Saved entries
Start of Block

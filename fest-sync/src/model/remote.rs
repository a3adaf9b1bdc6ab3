//! Remote entities as decoded from the listing service
//!
//! These are immutable snapshot values. Field trimming and enum normalization
//! already happened in the decoder; the engine takes them as given.

use chrono::{DateTime, Utc};
use serde::{Deserialize, Serialize};
use std::fmt;
use std::str::FromStr;

#[derive(Debug, Clone, PartialEq, Serialize, Deserialize)]
pub struct RemoteVenue {
    pub code: String,
    pub name: String,
    pub address: Option<String>,
    pub city: Option<String>,
    pub latitude: Option<f64>,
    pub longitude: Option<f64>,
    pub website: Option<String>,
}

impl RemoteVenue {
    pub fn new(code: impl Into<String>, name: impl Into<String>) -> Self {
        Self {
            code: code.into(),
            name: name.into(),
            address: None,
            city: None,
            latitude: None,
            longitude: None,
            website: None,
        }
    }
}

/// Listing status as published by the service
///
/// Independent of the local performance lifecycle: a performance can be
/// listed as `Cancelled` and still be locally `Active`.
#[derive(Debug, Clone, Copy, Default, PartialEq, Eq, Hash, Serialize, Deserialize)]
#[serde(rename_all = "snake_case")]
pub enum ListingStatus {
    #[default]
    Scheduled,
    Postponed,
    SoldOut,
    Cancelled,
}

impl ListingStatus {
    pub fn as_str(self) -> &'static str {
        match self {
            ListingStatus::Scheduled => "scheduled",
            ListingStatus::Postponed => "postponed",
            ListingStatus::SoldOut => "sold_out",
            ListingStatus::Cancelled => "cancelled",
        }
    }
}

impl fmt::Display for ListingStatus {
    fn fmt(&self, f: &mut fmt::Formatter<'_>) -> fmt::Result {
        f.write_str(self.as_str())
    }
}

impl FromStr for ListingStatus {
    type Err = String;

    fn from_str(s: &str) -> Result<Self, Self::Err> {
        match s {
            "scheduled" => Ok(ListingStatus::Scheduled),
            "postponed" => Ok(ListingStatus::Postponed),
            "sold_out" => Ok(ListingStatus::SoldOut),
            "cancelled" => Ok(ListingStatus::Cancelled),
            other => Err(format!("unknown listing status '{}'", other)),
        }
    }
}

/// One scheduled showing of an event
///
/// Performances have no service-assigned id; `(event_code, starts_at)` is
/// their identity. Nested performances in the wire format may omit
/// `event_code`; [`RemoteEvent::adopt_performances`] fills it in.
#[derive(Debug, Clone, PartialEq, Serialize, Deserialize)]
pub struct RemotePerformance {
    #[serde(default)]
    pub event_code: String,
    pub starts_at: DateTime<Utc>,
    pub ends_at: Option<DateTime<Utc>>,
    #[serde(default)]
    pub listing_status: ListingStatus,
    pub ticket_url: Option<String>,
    pub price_info: Option<String>,
}

impl RemotePerformance {
    pub fn new(event_code: impl Into<String>, starts_at: DateTime<Utc>) -> Self {
        Self {
            event_code: event_code.into(),
            starts_at,
            ends_at: None,
            listing_status: ListingStatus::Scheduled,
            ticket_url: None,
            price_info: None,
        }
    }
}

#[derive(Debug, Clone, PartialEq, Serialize, Deserialize)]
pub struct RemoteEvent {
    pub code: String,
    pub title: String,
    pub teaser: Option<String>,
    pub description: Option<String>,
    pub category: Option<String>,
    pub image_url: Option<String>,
    pub ticket_url: Option<String>,
    pub age_restriction: Option<String>,
    pub venue: RemoteVenue,
    #[serde(default)]
    pub performances: Vec<RemotePerformance>,
}

impl RemoteEvent {
    pub fn new(code: impl Into<String>, title: impl Into<String>, venue: RemoteVenue) -> Self {
        Self {
            code: code.into(),
            title: title.into(),
            teaser: None,
            description: None,
            category: None,
            image_url: None,
            ticket_url: None,
            age_restriction: None,
            venue,
            performances: Vec::new(),
        }
    }

    /// Add a performance of this event starting at `starts_at`
    pub fn with_performance_at(mut self, starts_at: DateTime<Utc>) -> Self {
        let performance = RemotePerformance::new(self.code.clone(), starts_at);
        self.performances.push(performance);
        self
    }

    /// Stamp this event's code onto every nested performance
    pub fn adopt_performances(mut self) -> Self {
        for performance in &mut self.performances {
            performance.event_code = self.code.clone();
        }
        self
    }

    /// Start times of the listed performances
    pub fn performance_starts(&self) -> Vec<DateTime<Utc>> {
        self.performances.iter().map(|p| p.starts_at).collect()
    }
}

End of Block

— Activity —
Reproduce the data in its entirety, matching each character.

— Result of this task —
filename fest-sync/src/model/remote.rs
repository a3adaf9b1bdc6ab3
//! Remote entities as decoded from the listing service
//!
//! These are immutable snapshot values. Field trimming and enum normalization
//! already happened in the decoder; the engine takes them as given.

use chrono::{DateTime, Utc};
use serde::{Deserialize, Serialize};
use std::fmt;
use std::str::FromStr;

#[derive(Debug, Clone, PartialEq, Serialize, Deserialize)]
pub struct RemoteVenue {
    pub code: String,
    pub name: String,
    pub address: Option<String>,
    pub city: Option<String>,
    pub latitude: Option<f64>,
    pub longitude: Option<f64>,
    pub website: Option<String>,
}

impl RemoteVenue {
    pub fn new(code: impl Into<String>, name: impl Into<String>) -> Self {
        Self {
            code: code.into(),
            name: name.into(),
            address: None,
            city: None,
            latitude: None,
            longitude: None,
            website: None,
        }
    }
}

/// Listing status as published by the service
///
/// Independent of the local performance lifecycle: a performance can be
/// listed as `Cancelled` and still be locally `Active`.
#[derive(Debug, Clone, Copy, Default, PartialEq, Eq, Hash, Serialize, Deserialize)]
#[serde(rename_all = "snake_case")]
pub enum ListingStatus {
    #[default]
    Scheduled,
    Postponed,
    SoldOut,
    Cancelled,
}

impl ListingStatus {
    pub fn as_str(self) -> &'static str {
        match self {
            ListingStatus::Scheduled => "scheduled",
            ListingStatus::Postponed => "postponed",
            ListingStatus::SoldOut => "sold_out",
            ListingStatus::Cancelled => "cancelled",
        }
    }
}

impl fmt::Display for ListingStatus {
    fn fmt(&self, f: &mut fmt::Formatter<'_>) -> fmt::Result {
        f.write_str(self.as_str())
    }
}

impl FromStr for ListingStatus {
    type Err = String;

    fn from_str(s: &str) -> Result<Self, Self::Err> {
        match s {
            "scheduled" => Ok(ListingStatus::Scheduled),
            "postponed" => Ok(ListingStatus::Postponed),
            "sold_out" => Ok(ListingStatus::SoldOut),
            "cancelled" => Ok(ListingStatus::Cancelled),
            other => Err(format!("unknown listing status '{}'", other)),
        }
    }
}

/// One scheduled showing of an event
///
/// Performances have no service-assigned id; `(event_code, starts_at)` is
/// their identity. Nested performances in the wire format may omit
/// `event_code`; [`RemoteEvent::adopt_performances`] fills it in.
#[derive(Debug, Clone, PartialEq, Serialize, Deserialize)]
pub struct RemotePerformance {
    #[serde(default)]
    pub event_code: String,
    pub starts_at: DateTime<Utc>,
    pub ends_at: Option<DateTime<Utc>>,
    #[serde(default)]
    pub listing_status: ListingStatus,
    pub ticket_url: Option<String>,
    pub price_info: Option<String>,
}

impl RemotePerformance {
    pub fn new(event_code: impl Into<String>, starts_at: DateTime<Utc>) -> Self {
        Self {
            event_code: event_code.into(),
            starts_at,
            ends_at: None,
            listing_status: ListingStatus::Scheduled,
            ticket_url: None,
            price_info: None,
        }
    }
}

#[derive(Debug, Clone, PartialEq, Serialize, Deserialize)]
pub struct RemoteEvent {
    pub code: String,
    pub title: String,
    pub teaser: Option<String>,
    pub description: Option<String>,
    pub category: Option<String>,
    pub image_url: Option<String>,
    pub ticket_url: Option<String>,
    pub age_restriction: Option<String>,
    pub venue: RemoteVenue,
    #[serde(default)]
    pub performances: Vec<RemotePerformance>,
}

impl RemoteEvent {
    pub fn new(code: impl Into<String>, title: impl Into<String>, venue: RemoteVenue) -> Self {
        Self {
            code: code.into(),
            title: title.into(),
            teaser: None,
            description: None,
            category: None,
            image_url: None,
            ticket_url: None,
            age_restriction: None,
            venue,
            performances: Vec::new(),
        }
    }

    /// Add a performance of this event starting at `starts_at`
    pub fn with_performance_at(mut self, starts_at: DateTime<Utc>) -> Self {
        let performance = RemotePerformance::new(self.code.clone(), starts_at);
        self.performances.push(performance);
        self
    }

    /// Stamp this event's code onto every nested performance
    pub fn adopt_performances(mut self) -> Self {
        for performance in &mut self.performances {
            performance.event_code = self.code.clone();
        }
        self
    }

    /// Start times of the listed performances
    pub fn performance_starts(&self) -> Vec<DateTime<Utc>> {
        self.performances.iter().map(|p| p.starts_at).collect()
    }
}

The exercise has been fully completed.